Assigned task: When a line of the entries contains the word "GameState", report that line.

Records supplied:
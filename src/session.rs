//! Session lifecycle: init, per-frame step, shutdown
//!
//! A `Session` replaces the ambient globals of a typical engine sample: it
//! owns the asset handles, the camera, and the game state, and is passed by
//! reference into every call. The host loop drives it explicitly:
//! `init` once, `frame` per rendered frame, `shutdown` once.

use log::{debug, info};

use crate::camera::Camera;
use crate::engine::{Engine, Key, ResourceLoadError};
use crate::settings::Settings;
use crate::sim::{GameEvent, GameState, TickInput, advance};

/// Fixed asset names, resolved by the engine's own file lookup
pub const DROPLET_TEXTURE: &str = "droplet.png";
pub const BUCKET_TEXTURE: &str = "bucket.png";
pub const DROP_SOUND: &str = "drop.wav";
pub const RAIN_MUSIC: &str = "rain.mp3";

/// Engine-native handles acquired at startup, released exactly once at
/// shutdown (or on a failed init before the error propagates).
struct Assets<E: Engine> {
    droplet: E::Texture,
    bucket: E::Texture,
    drop_sound: E::Sound,
    rain_music: E::Music,
}

/// A running game session
pub struct Session<E: Engine> {
    assets: Assets<E>,
    camera: Camera,
    state: GameState,
    settings: Settings,
    /// Demo mode: the sim steers the bucket itself
    idle_mode: bool,
}

impl<E: Engine> Session<E> {
    /// Load all assets, start the background music, and build the initial
    /// game state.
    ///
    /// On a load failure every handle acquired so far is released before the
    /// error is returned; startup failures are fatal to the caller.
    pub fn init(engine: &mut E, settings: Settings) -> Result<Self, ResourceLoadError> {
        let droplet = engine.load_texture(DROPLET_TEXTURE)?;

        let bucket = match engine.load_texture(BUCKET_TEXTURE) {
            Ok(t) => t,
            Err(e) => {
                engine.unload_texture(droplet);
                return Err(e);
            }
        };

        let drop_sound = match engine.load_sound(DROP_SOUND) {
            Ok(s) => s,
            Err(e) => {
                engine.unload_texture(droplet);
                engine.unload_texture(bucket);
                return Err(e);
            }
        };

        let rain_music = match engine.load_music(RAIN_MUSIC) {
            Ok(m) => m,
            Err(e) => {
                engine.unload_texture(droplet);
                engine.unload_texture(bucket);
                engine.unload_sound(drop_sound);
                return Err(e);
            }
        };

        engine.play_music_looping(&rain_music, settings.music_gain());

        let seed = settings.effective_seed();
        let now = engine.monotonic_ns();
        info!("session started (seed {seed})");

        Ok(Self {
            assets: Assets {
                droplet,
                bucket,
                drop_sound,
                rain_music,
            },
            camera: {
                let (w, h) = engine.viewport_size();
                Camera::new(w, h)
            },
            state: GameState::new(seed, now),
            settings,
            idle_mode: false,
        })
    }

    /// Toggle demo mode (bucket plays itself)
    pub fn set_idle_mode(&mut self, on: bool) {
        self.idle_mode = on;
    }

    /// Read-only view of the simulation state
    pub fn state(&self) -> &GameState {
        &self.state
    }

    /// Run one frame: poll input, advance the simulation, play sound cues,
    /// draw the current positions.
    pub fn frame(&mut self, engine: &mut E) {
        let dt = engine.delta_time();
        let now = engine.monotonic_ns();

        let (vw, vh) = engine.viewport_size();
        self.camera.set_viewport(vw, vh);

        let input = TickInput {
            pointer: engine
                .poll_pointer()
                .map(|(x, y)| self.camera.unproject(x, y)),
            left: engine.poll_key(Key::Left),
            right: engine.poll_key(Key::Right),
            idle_mode: self.idle_mode,
        };

        let events = advance(&mut self.state, &input, dt, now);
        for event in &events {
            match event {
                GameEvent::DropCaught => {
                    debug!("drop caught (total {})", self.state.drops_caught);
                    engine.play_sound(&self.assets.drop_sound, self.settings.sfx_gain());
                }
            }
        }

        // Rendering is a pure read of the simulation state
        engine.begin_frame();
        engine.draw(&self.assets.bucket, self.state.bucket.x, self.state.bucket.y);
        for drop in &self.state.raindrops {
            engine.draw(&self.assets.droplet, drop.rect.x, drop.rect.y);
        }
        engine.end_frame();
    }

    /// Stop the music and release every asset handle.
    pub fn shutdown(self, engine: &mut E) {
        info!(
            "session ended: {} drops caught",
            self.state.drops_caught
        );
        engine.stop_music(&self.assets.rain_music);
        engine.unload_texture(self.assets.droplet);
        engine.unload_texture(self.assets.bucket);
        engine.unload_sound(self.assets.drop_sound);
        engine.unload_music(self.assets.rain_music);
    }
}

#[cfg(test)]
mod tests {
    use super::*;
    use std::collections::BTreeMap;

    /// Scripted fake engine that tracks handle lifetimes and draw calls
    struct FakeEngine {
        fail_on: Option<&'static str>,
        next_handle: u32,
        live_handles: BTreeMap<u32, String>,
        sounds_played: u32,
        music_playing: bool,
        frames_drawn: u32,
        draws_this_frame: Vec<(u32, f32, f32)>,
        pointer: Option<(f32, f32)>,
        dt: f32,
        clock_ns: u64,
    }

    impl FakeEngine {
        fn new() -> Self {
            Self {
                fail_on: None,
                next_handle: 1,
                live_handles: BTreeMap::new(),
                sounds_played: 0,
                music_playing: false,
                frames_drawn: 0,
                draws_this_frame: Vec::new(),
                pointer: None,
                dt: 1.0 / 60.0,
                clock_ns: 0,
            }
        }

        fn acquire(&mut self, path: &str) -> Result<u32, ResourceLoadError> {
            if self.fail_on == Some(path) {
                return Err(ResourceLoadError::new(path));
            }
            let h = self.next_handle;
            self.next_handle += 1;
            self.live_handles.insert(h, path.to_string());
            Ok(h)
        }

        fn release(&mut self, handle: u32) {
            let was_live = self.live_handles.remove(&handle).is_some();
            assert!(was_live, "handle {handle} released twice");
        }
    }

    impl Engine for FakeEngine {
        type Texture = u32;
        type Sound = u32;
        type Music = u32;

        fn load_texture(&mut self, path: &str) -> Result<u32, ResourceLoadError> {
            self.acquire(path)
        }
        fn load_sound(&mut self, path: &str) -> Result<u32, ResourceLoadError> {
            self.acquire(path)
        }
        fn load_music(&mut self, path: &str) -> Result<u32, ResourceLoadError> {
            self.acquire(path)
        }
        fn unload_texture(&mut self, t: u32) {
            self.release(t);
        }
        fn unload_sound(&mut self, s: u32) {
            self.release(s);
        }
        fn unload_music(&mut self, m: u32) {
            self.release(m);
        }

        fn play_sound(&mut self, _sound: &u32, _volume: f32) {
            self.sounds_played += 1;
        }
        fn play_music_looping(&mut self, _music: &u32, _volume: f32) {
            self.music_playing = true;
        }
        fn stop_music(&mut self, _music: &u32) {
            self.music_playing = false;
        }

        fn begin_frame(&mut self) {
            self.draws_this_frame.clear();
        }
        fn draw(&mut self, texture: &u32, x: f32, y: f32) {
            self.draws_this_frame.push((*texture, x, y));
        }
        fn end_frame(&mut self) {
            self.frames_drawn += 1;
        }

        fn poll_pointer(&mut self) -> Option<(f32, f32)> {
            self.pointer
        }
        fn poll_key(&mut self, _key: Key) -> bool {
            false
        }
        fn delta_time(&mut self) -> f32 {
            self.dt
        }
        fn monotonic_ns(&mut self) -> u64 {
            self.clock_ns
        }
        fn viewport_size(&mut self) -> (u32, u32) {
            (800, 480)
        }
    }

    #[test]
    fn test_init_loads_assets_and_starts_music() {
        let mut engine = FakeEngine::new();
        let session = Session::init(&mut engine, Settings::default()).unwrap();
        assert_eq!(engine.live_handles.len(), 4);
        assert!(engine.music_playing);
        assert_eq!(session.state().raindrops.len(), 1);
    }

    #[test]
    fn test_failed_init_releases_acquired_handles() {
        let mut engine = FakeEngine::new();
        engine.fail_on = Some(DROP_SOUND);

        let Err(err) = Session::init(&mut engine, Settings::default()) else {
            panic!("init must fail when {DROP_SOUND} is missing");
        };
        assert_eq!(err.path, DROP_SOUND);
        // Both textures acquired before the failure were released
        assert!(engine.live_handles.is_empty());
    }

    #[test]
    fn test_shutdown_releases_every_handle_once() {
        let mut engine = FakeEngine::new();
        let session = Session::init(&mut engine, Settings::default()).unwrap();
        session.shutdown(&mut engine);
        assert!(engine.live_handles.is_empty());
        assert!(!engine.music_playing);
    }

    #[test]
    fn test_frame_draws_bucket_and_drops() {
        let mut engine = FakeEngine::new();
        let mut session = Session::init(&mut engine, Settings::default()).unwrap();
        session.frame(&mut engine);

        assert_eq!(engine.frames_drawn, 1);
        // Bucket plus the initial raindrop
        assert_eq!(engine.draws_this_frame.len(), 2);
        session.shutdown(&mut engine);
    }

    #[test]
    fn test_pointer_input_flows_through_camera() {
        let mut engine = FakeEngine::new();
        let mut session = Session::init(&mut engine, Settings::default()).unwrap();

        // Device coords equal world coords at an 800x480 viewport (y flips)
        engine.pointer = Some((500.0, 100.0));
        session.frame(&mut engine);
        assert_eq!(session.state().bucket.x, 500.0 - 32.0);
        session.shutdown(&mut engine);
    }

    #[test]
    fn test_catch_plays_sound() {
        let mut engine = FakeEngine::new();
        let mut session = Session::init(&mut engine, Settings::default()).unwrap();

        // Drive the only raindrop straight into the bucket
        session.set_idle_mode(true);
        engine.dt = 1.0 / 60.0;
        for _ in 0..600 {
            session.frame(&mut engine);
            if engine.sounds_played > 0 {
                break;
            }
        }
        assert_eq!(engine.sounds_played, 1);
        assert_eq!(session.state().drops_caught, 1);
        session.shutdown(&mut engine);
    }
}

Result below:
use crate::sim::{GameEvent, GameState, TickInput, advance};
    state: GameState,
            state: GameState::new(seed, now),
    pub fn state(&self) -> &GameState {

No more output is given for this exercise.